WHAT IS NEEDED: Could you tally the lines in the listing below that include the word "ApiClientError"? Respond with the total alone.

INPUT DATA:
================================

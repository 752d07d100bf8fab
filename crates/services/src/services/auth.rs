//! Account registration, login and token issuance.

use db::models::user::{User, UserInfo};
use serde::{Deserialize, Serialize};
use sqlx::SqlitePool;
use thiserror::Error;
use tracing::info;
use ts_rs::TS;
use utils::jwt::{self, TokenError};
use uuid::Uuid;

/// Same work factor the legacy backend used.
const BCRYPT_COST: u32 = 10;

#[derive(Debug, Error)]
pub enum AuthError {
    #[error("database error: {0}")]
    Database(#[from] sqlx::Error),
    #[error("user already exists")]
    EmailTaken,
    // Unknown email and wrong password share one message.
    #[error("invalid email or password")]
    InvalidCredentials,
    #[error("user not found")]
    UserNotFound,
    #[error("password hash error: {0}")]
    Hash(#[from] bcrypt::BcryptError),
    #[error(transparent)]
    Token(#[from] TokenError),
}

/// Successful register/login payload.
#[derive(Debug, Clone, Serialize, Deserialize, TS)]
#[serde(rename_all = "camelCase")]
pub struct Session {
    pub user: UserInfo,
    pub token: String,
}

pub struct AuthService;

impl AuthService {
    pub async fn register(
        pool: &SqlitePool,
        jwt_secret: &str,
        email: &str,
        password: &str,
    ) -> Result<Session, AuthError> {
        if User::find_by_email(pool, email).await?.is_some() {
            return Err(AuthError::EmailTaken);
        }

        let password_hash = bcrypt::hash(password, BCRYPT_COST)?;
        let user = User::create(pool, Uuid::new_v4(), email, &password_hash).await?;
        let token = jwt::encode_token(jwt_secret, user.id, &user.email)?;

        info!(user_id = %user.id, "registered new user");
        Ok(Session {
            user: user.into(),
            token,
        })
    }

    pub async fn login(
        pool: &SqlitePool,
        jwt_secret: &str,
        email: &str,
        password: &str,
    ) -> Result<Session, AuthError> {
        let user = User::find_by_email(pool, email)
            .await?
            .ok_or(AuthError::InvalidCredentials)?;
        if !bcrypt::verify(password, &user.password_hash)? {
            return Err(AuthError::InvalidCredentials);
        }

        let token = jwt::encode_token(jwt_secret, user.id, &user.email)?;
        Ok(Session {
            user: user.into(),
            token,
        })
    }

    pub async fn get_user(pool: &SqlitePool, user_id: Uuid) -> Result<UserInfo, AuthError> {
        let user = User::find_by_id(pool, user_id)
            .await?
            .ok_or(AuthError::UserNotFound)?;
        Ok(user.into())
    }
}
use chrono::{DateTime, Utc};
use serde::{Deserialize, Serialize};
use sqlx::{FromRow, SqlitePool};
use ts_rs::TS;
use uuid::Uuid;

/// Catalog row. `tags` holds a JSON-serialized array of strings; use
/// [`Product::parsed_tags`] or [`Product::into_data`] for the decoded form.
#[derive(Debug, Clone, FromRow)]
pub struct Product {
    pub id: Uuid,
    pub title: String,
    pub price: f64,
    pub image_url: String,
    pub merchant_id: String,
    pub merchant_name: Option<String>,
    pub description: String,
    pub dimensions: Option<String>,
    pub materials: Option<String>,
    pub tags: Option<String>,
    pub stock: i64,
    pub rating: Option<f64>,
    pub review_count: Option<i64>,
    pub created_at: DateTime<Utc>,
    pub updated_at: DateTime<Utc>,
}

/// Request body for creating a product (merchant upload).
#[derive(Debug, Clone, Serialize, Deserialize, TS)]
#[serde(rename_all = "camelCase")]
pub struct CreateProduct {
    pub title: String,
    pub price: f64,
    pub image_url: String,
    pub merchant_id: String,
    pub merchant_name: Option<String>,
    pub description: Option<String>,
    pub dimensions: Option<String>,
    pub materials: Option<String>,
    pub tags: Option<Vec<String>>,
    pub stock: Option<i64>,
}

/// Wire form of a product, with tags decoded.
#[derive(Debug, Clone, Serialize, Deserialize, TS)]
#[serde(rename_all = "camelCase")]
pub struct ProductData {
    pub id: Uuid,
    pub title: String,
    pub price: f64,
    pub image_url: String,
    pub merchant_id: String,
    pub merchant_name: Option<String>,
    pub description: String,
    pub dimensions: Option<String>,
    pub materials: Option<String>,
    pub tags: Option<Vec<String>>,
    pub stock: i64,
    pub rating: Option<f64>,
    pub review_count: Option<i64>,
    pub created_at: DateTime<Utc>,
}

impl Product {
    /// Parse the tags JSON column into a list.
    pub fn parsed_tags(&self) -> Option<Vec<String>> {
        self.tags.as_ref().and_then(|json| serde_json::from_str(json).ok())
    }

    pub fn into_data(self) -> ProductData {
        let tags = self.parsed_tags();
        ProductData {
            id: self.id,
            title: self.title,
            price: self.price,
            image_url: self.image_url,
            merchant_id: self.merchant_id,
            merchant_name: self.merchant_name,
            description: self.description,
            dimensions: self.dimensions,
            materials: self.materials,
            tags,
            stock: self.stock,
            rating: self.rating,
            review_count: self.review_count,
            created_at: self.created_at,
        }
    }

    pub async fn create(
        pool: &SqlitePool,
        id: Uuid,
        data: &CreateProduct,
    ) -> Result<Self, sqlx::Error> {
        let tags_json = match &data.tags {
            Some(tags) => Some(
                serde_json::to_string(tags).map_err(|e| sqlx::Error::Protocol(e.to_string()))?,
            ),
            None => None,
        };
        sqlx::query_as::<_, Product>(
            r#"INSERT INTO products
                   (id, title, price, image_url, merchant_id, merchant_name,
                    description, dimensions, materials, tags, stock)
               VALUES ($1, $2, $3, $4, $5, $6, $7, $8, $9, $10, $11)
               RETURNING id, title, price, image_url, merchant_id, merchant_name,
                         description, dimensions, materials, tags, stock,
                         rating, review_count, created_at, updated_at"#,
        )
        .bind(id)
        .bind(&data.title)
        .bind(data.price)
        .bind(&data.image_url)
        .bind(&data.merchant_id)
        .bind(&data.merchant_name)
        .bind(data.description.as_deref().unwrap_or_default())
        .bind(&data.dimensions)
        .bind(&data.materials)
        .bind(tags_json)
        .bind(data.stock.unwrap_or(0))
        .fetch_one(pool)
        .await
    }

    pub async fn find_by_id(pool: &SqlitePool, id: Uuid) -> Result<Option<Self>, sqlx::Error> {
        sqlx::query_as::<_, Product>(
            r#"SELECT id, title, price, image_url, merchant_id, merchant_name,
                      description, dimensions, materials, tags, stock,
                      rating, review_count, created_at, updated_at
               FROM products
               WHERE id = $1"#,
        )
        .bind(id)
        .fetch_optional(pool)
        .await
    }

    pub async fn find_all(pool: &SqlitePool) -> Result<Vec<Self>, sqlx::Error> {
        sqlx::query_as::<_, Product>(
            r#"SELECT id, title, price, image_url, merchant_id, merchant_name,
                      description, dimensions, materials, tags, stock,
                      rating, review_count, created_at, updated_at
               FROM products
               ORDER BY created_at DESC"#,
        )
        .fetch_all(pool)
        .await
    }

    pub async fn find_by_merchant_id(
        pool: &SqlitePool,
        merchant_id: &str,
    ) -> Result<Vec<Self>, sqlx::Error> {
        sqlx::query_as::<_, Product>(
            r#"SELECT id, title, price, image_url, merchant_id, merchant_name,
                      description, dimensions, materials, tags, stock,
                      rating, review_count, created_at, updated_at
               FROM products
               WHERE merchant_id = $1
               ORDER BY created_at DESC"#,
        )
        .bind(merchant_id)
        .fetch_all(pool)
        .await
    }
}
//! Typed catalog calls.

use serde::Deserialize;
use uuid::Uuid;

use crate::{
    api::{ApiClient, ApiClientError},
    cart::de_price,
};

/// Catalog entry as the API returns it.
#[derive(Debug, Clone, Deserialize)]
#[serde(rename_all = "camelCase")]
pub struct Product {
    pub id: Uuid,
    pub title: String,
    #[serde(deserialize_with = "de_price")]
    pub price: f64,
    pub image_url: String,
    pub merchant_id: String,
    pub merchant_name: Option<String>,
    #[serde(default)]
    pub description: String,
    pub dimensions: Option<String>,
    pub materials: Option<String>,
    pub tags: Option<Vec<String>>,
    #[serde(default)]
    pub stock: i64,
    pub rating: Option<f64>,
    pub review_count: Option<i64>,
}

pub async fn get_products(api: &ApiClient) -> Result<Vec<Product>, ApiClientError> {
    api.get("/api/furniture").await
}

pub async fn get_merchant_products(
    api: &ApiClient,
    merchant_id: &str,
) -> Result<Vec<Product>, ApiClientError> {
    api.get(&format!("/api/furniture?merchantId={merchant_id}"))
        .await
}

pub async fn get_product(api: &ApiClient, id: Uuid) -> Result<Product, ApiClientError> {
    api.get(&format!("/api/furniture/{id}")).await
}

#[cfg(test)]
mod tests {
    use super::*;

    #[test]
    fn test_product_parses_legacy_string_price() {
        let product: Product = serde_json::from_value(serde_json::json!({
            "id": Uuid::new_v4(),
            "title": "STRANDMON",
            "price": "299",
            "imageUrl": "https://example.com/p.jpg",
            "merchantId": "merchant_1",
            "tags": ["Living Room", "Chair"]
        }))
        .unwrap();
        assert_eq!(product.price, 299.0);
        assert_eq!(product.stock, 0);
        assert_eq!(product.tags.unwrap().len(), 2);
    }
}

================================

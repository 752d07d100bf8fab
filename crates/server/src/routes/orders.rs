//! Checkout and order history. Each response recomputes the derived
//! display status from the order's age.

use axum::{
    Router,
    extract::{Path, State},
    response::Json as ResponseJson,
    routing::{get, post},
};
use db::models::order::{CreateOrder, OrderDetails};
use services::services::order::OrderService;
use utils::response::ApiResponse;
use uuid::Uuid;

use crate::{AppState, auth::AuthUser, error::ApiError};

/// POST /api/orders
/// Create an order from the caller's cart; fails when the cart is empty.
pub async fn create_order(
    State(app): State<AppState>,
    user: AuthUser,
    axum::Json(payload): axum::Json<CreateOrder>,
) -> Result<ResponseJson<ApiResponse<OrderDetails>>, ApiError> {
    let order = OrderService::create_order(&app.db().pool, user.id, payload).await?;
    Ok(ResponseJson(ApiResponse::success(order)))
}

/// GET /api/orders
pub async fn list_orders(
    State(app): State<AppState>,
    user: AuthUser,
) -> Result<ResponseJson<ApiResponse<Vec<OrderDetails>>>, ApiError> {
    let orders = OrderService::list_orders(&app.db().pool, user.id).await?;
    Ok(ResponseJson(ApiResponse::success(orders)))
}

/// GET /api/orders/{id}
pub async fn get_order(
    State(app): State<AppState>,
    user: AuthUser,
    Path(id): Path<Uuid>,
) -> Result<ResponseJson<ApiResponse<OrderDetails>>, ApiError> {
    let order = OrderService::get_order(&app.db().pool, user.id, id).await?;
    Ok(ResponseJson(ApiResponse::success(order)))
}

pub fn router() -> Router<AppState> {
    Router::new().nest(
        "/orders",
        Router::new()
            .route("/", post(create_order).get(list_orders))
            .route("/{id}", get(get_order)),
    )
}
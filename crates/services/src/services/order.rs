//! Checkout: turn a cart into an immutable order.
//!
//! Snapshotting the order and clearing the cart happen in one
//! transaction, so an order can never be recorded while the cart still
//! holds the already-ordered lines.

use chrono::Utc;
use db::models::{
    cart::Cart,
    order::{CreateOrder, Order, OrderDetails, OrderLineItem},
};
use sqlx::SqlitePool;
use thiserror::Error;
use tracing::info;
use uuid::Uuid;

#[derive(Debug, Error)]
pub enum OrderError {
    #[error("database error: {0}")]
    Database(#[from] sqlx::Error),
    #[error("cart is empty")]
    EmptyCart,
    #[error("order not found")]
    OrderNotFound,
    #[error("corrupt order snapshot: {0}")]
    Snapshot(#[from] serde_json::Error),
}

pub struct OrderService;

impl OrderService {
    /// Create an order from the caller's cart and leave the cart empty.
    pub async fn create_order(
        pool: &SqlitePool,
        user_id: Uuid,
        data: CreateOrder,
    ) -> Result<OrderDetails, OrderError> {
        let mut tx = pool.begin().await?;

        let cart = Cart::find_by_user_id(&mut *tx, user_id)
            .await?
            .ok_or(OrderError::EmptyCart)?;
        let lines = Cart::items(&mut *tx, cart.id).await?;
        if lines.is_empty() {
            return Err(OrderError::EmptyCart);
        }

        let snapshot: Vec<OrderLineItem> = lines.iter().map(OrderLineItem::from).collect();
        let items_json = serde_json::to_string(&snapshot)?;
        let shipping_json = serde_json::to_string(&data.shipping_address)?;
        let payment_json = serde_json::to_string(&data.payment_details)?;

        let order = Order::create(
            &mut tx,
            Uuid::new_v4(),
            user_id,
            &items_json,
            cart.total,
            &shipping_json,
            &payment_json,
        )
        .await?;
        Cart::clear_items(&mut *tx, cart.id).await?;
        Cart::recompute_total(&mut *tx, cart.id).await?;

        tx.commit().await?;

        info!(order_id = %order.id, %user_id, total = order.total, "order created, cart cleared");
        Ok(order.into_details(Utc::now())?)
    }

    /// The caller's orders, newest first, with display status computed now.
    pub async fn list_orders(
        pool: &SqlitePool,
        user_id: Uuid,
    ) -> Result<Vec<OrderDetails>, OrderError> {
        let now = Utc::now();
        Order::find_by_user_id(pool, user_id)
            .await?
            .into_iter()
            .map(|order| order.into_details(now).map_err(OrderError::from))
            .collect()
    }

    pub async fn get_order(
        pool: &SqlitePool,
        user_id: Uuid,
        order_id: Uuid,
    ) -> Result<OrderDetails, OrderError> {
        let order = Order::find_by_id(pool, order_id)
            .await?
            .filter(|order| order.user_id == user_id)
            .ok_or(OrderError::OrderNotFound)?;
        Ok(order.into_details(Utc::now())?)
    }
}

================================

RESULT OF THIS TASK: 4